Exercise goal:
Check every line of the entries below for "beta", and copy the lines that have it.

▼

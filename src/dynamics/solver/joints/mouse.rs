//! [`MouseJoint`]: drags a body towards a world-space target point.

use crate::{
    dynamics::{rigid_body::RigidBody, solver::SolverData},
    math::{cross, cross_scalar, solve22, Matrix2, RecipOrZero, Rotation, Scalar, Vector, TAU},
};

/// A mouse joint pulls a point on the second body towards a moving
/// world-space [`target`](Self::target), typically the cursor. The
/// connection is a critically dampable spring, and the applied force is
/// capped so grabbed bodies cannot launch others at silly speeds.
///
/// The first body is a reference body and is not affected.
#[derive(Clone, Debug, PartialEq)]
#[cfg_attr(feature = "serialize", derive(serde::Serialize, serde::Deserialize))]
pub struct MouseJoint {
    /// The world-space point the body is pulled towards.
    pub target: Vector,
    /// The grabbed point in the second body's local frame.
    pub local_anchor_b: Vector,
    /// The maximum pull force in N. Usually some multiple of the body's
    /// weight so the grip can be broken.
    pub max_force: Scalar,
    /// The response frequency in Hz.
    pub frequency: Scalar,
    /// The damping ratio. 0 = no damping, 1 = critical damping.
    pub damping_ratio: Scalar,
    #[cfg_attr(feature = "serialize", serde(skip))]
    solver_data: MouseJointSolverData,
}

/// Cached per-tick solver state for [`MouseJoint`].
#[derive(Clone, Debug, Default, PartialEq)]
struct MouseJointSolverData {
    index_b: usize,
    r_b: Vector,
    local_center_b: Vector,
    inv_mass_b: Scalar,
    inv_i_b: Scalar,
    k: Matrix2,
    c: Vector,
    beta: Scalar,
    gamma: Scalar,
    impulse: Vector,
}

impl MouseJoint {
    /// Creates a new mouse joint grabbing `body_b` at the given world-space
    /// point, which also becomes the initial target.
    pub fn new(body_b: &RigidBody, target: Vector) -> Self {
        Self {
            target,
            local_anchor_b: body_b.local_point(target),
            max_force: 0.0,
            frequency: 5.0,
            damping_ratio: 0.7,
            solver_data: MouseJointSolverData::default(),
        }
    }

    /// Sets the maximum pull force.
    pub fn with_max_force(mut self, force: Scalar) -> Self {
        if force < 0.0 {
            log::debug!("mouse joint max force {force} clamped to 0");
        }
        self.max_force = force.max(0.0);
        self
    }

    /// Sets the spring frequency and damping ratio.
    pub fn with_spring(mut self, frequency: Scalar, damping_ratio: Scalar) -> Self {
        if frequency < 0.0 || damping_ratio < 0.0 {
            log::debug!("mouse joint spring ({frequency}, {damping_ratio}) clamped to 0");
        }
        self.frequency = frequency.max(0.0);
        self.damping_ratio = damping_ratio.max(0.0);
        self
    }

    /// Returns the pull force applied during the last solve.
    pub fn reaction_force(&self, inv_dt: Scalar) -> Vector {
        self.solver_data.impulse * inv_dt
    }

    /// The reaction torque is always zero for a mouse joint.
    pub fn reaction_torque(&self, _inv_dt: Scalar) -> Scalar {
        0.0
    }

    pub(super) fn init_velocity_constraints(
        &mut self,
        _body_a: &RigidBody,
        body_b: &RigidBody,
        data: &mut SolverData,
    ) {
        let scratch = &mut self.solver_data;

        scratch.index_b = data.body_index(body_b);
        scratch.local_center_b = body_b.local_center;
        scratch.inv_mass_b = body_b.inv_mass;
        scratch.inv_i_b = body_b.inv_angular_inertia;

        let c_b = data.positions[scratch.index_b];
        let a_b = data.angles[scratch.index_b];
        let mut v_b = data.linear_velocities[scratch.index_b];
        let mut w_b = data.angular_velocities[scratch.index_b];

        let q_b = Rotation::radians(a_b);

        let mass = scratch.inv_mass_b.recip_or_zero();

        // Frequency
        let omega = TAU * self.frequency;

        // Damping coefficient
        let d = 2.0 * mass * self.damping_ratio * omega;

        // Spring stiffness
        let k = mass * omega * omega;

        // gamma has units of inverse mass,
        // beta has units of inverse time.
        let h = data.frame_time;
        scratch.gamma = (h * (d + h * k)).recip_or_zero();
        scratch.beta = h * k * scratch.gamma;

        // Compute the effective mass matrix.
        scratch.r_b = q_b * (self.local_anchor_b - scratch.local_center_b);

        // K = [(1/m1 + 1/m2) * eye(2) - skew(r1) * invI1 * skew(r1) - skew(r2) * invI2 * skew(r2)]
        let m_b = scratch.inv_mass_b;
        let i_b = scratch.inv_i_b;
        let r_b = scratch.r_b;

        scratch.k = Matrix2::from_cols(
            Vector::new(
                m_b + i_b * r_b.y * r_b.y + scratch.gamma,
                -i_b * r_b.x * r_b.y,
            ),
            Vector::new(
                -i_b * r_b.x * r_b.y,
                m_b + i_b * r_b.x * r_b.x + scratch.gamma,
            ),
        );

        scratch.c = (c_b + r_b - self.target) * scratch.beta;

        // Cheat with some damping.
        w_b *= (1.0 - 0.02 * (60.0 * h)).max(0.0);

        if data.warm_starting {
            scratch.impulse *= data.dt_ratio;
            v_b += scratch.impulse * m_b;
            w_b += i_b * cross(r_b, scratch.impulse);
        } else {
            scratch.impulse = Vector::ZERO;
        }

        data.linear_velocities[scratch.index_b] = v_b;
        data.angular_velocities[scratch.index_b] = w_b;
    }

    pub(super) fn solve_velocity_constraints(&mut self, data: &mut SolverData) {
        let scratch = &mut self.solver_data;

        let mut v_b = data.linear_velocities[scratch.index_b];
        let mut w_b = data.angular_velocities[scratch.index_b];

        // Cdot = v + cross(w, r)
        let c_dot = v_b + cross_scalar(w_b, scratch.r_b);
        let mut impulse = solve22(
            scratch.k,
            -(c_dot + scratch.c + scratch.gamma * scratch.impulse),
        );

        let old_impulse = scratch.impulse;
        scratch.impulse += impulse;
        let max_impulse = data.frame_time * self.max_force;
        if scratch.impulse.length_squared() > max_impulse * max_impulse {
            scratch.impulse *= max_impulse / scratch.impulse.length();
        }
        impulse = scratch.impulse - old_impulse;

        v_b += impulse * scratch.inv_mass_b;
        w_b += scratch.inv_i_b * cross(scratch.r_b, impulse);

        data.linear_velocities[scratch.index_b] = v_b;
        data.angular_velocities[scratch.index_b] = w_b;
    }

    pub(super) fn solve_position_constraints(&mut self, _data: &mut SolverData) -> bool {
        // The target is chased in velocity space only.
        true
    }
}
//! Math types and helpers used by the solver.
//!
//! The scalar, vector, and matrix types are precision-dependent aliases,
//! selected by the `f32`/`f64` cargo features.

#[cfg(feature = "f32")]
mod single;
#[cfg(feature = "f32")]
pub use single::*;

#[cfg(feature = "f64")]
mod double;
#[cfg(feature = "f64")]
pub use double::*;

mod matrix;
mod rotation;

pub use matrix::SymmetricMatrix3;
pub use rotation::Rotation;

/// The 2D scalar cross product, also known as the perpendicular dot product.
///
/// `cross(a, b) = a.x * b.y - a.y * b.x`
#[inline]
pub fn cross(a: Vector, b: Vector) -> Scalar {
    a.perp_dot(b)
}

/// The cross product of a scalar and a 2D vector.
///
/// `cross_scalar(s, v) = s * (-v.y, v.x)`
#[inline]
pub fn cross_scalar(s: Scalar, v: Vector) -> Vector {
    Vector::new(-s * v.y, s * v.x)
}

/// Solves `K * x = b` for a 2x2 matrix `K`, returning a zero vector
/// when `K` is singular.
///
/// Unlike computing the matrix inverse up front, this stays well-defined
/// for degenerate effective masses, such as two bodies that cannot rotate.
#[inline]
pub(crate) fn solve22(k: Matrix2, b: Vector) -> Vector {
    let a11 = k.x_axis.x;
    let a12 = k.y_axis.x;
    let a21 = k.x_axis.y;
    let a22 = k.y_axis.y;

    let det = a11 * a22 - a12 * a21;
    let inv_det = det.recip_or_zero();

    Vector::new(
        inv_det * (a22 * b.x - a12 * b.y),
        inv_det * (a11 * b.y - a21 * b.x),
    )
}

/// An extension trait for computing reciprocals without division by zero.
pub trait RecipOrZero {
    /// Computes the reciprocal of `self` if `self` is not zero,
    /// and returns zero otherwise to avoid division by zero.
    fn recip_or_zero(self) -> Self;
}

impl RecipOrZero for Scalar {
    #[inline]
    fn recip_or_zero(self) -> Self {
        if self != 0.0 {
            self.recip()
        } else {
            0.0
        }
    }
}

▲

Result below:
    beta: Scalar,
        // beta has units of inverse time.
        scratch.beta = h * k * scratch.gamma;
        scratch.c = (c_b + r_b - self.target) * scratch.beta;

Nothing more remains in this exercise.